For narrow crossings, ferry operators would extend zipline-like ropes from one side of the river to the other. Crew members could then grab the rope and pull the boat across the river. Ferry operators had larger, flat-bottom boats to cross horses, stagecoaches, and in the case of Washington’s march to Trenton, cannons. (Washington can be seen riding one of these vessels in a 2011 painting by Mort Künstler that attempted to present the moment with historical accuracy.)

Like many ferry operators of the time, the Johnson and McConkey families also ran inns at the landings where travelers could rest or, if necessary, wait until water conditions were safe for passage. Today, both buildings are preserved and open to visitors. They were likely used by Washington and his officers to coordinate the crossing during the hours it took for the 2,400 men to traverse the icy river.
Some historians refer to the era that coincided with the American Revolution as “the Little Ice Age.” The brutal winters that the Continental Army endured at Valley Forge and Morristown are legendary and made travel all the more difficult.
Joseph Plumb Martin’s memoir, a vivid window into the life of a rank-and-file soldier, shares multiple tales about the temptation for soldiers to take shortcuts by walking across waters that were not totally solid. In 1779, he was granted a furlough to visit his family in Connecticut but was held up at a river that was too ice-choked for the ferry to navigate.

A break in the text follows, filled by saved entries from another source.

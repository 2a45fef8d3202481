//! Tier-1: decode and execute one instruction
//!
//! Adaptive base forms count down and specialize themselves; specialized
//! forms check their guard and deoptimize back to the base form on a miss,
//! then run the generic path for that execution.

use std::rc::Rc;
use std::sync::Arc;

use bytecode_system::{BinaryOperator, CacheCell, CodeUnit, ComparisonOperator, Constant, Opcode};
use core_types::{
    type_error, CellObj, Exception, ExceptionKind, FatalError, Function, Unwind, Value,
};

use crate::frame::Frame;
use crate::monitoring::legacy::is_native;
use crate::monitoring::{Event, Payload};
use crate::operations;
use crate::specialize;
use crate::vm::{undefined_name, unbound_local, Flow, Invocation, Vm};

fn internal(message: String) -> Unwind {
    FatalError::Internal(message).into()
}

/// Fold `EXTENDED_ARG` prefixes starting at `start`
///
/// Returns the opcode word's index, its opcode and the full operand.
fn decode(code: &CodeUnit, start: usize) -> Result<(usize, Opcode, u32), Unwind> {
    let mut index = start;
    let mut oparg = 0u32;
    loop {
        let inst = code.instruction(index).ok_or_else(|| {
            internal(format!("pc {} outside {}", index, code.qualname()))
        })?;
        oparg = (oparg << 8) | inst.oparg as u32;
        if inst.opcode != Opcode::ExtendedArg {
            return Ok((index, inst.opcode, oparg));
        }
        index += 1;
    }
}

fn jump_target(opcode: Opcode, next: usize, oparg: u32) -> Result<usize, Unwind> {
    opcode
        .jump_target(next, oparg)
        .ok_or_else(|| internal(format!("{} jumps outside the code unit", opcode)))
}

pub(crate) fn name_at(code: &CodeUnit, index: u32) -> Result<Arc<str>, Unwind> {
    code.names()
        .get(index as usize)
        .cloned()
        .ok_or_else(|| internal(format!("name index {} out of range", index)))
}

pub(crate) fn constant_at(code: &CodeUnit, index: u32) -> Result<&Constant, Unwind> {
    code.constants()
        .get(index as usize)
        .ok_or_else(|| internal(format!("constant index {} out of range", index)))
}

“The people here told me it was dangerous crossing the river, as the ice was full of holes which were mostly covered with snow,” Martin wrote. “There was no way for me but to venture on the ice, or go five or six miles lower down the river to another ferry. I did not like the first and the second I couldn’t agree to at all.”
Today, towns with names like Gales Ferry and Harpers Ferry remind visitors of the operations that ran there in the 1700s. You might even find a nearby tavern in one of these historic areas that’s adorned with a “Washington Slept Here” sign.
“Often he stayed there not because it was his favorite house, but because it was part of the travel network,” Putman said. “So many towns exist due to their Colonial position on the hubs of rivers and roads.”
Karl Vilacoba is a freelance writer based in New Jersey.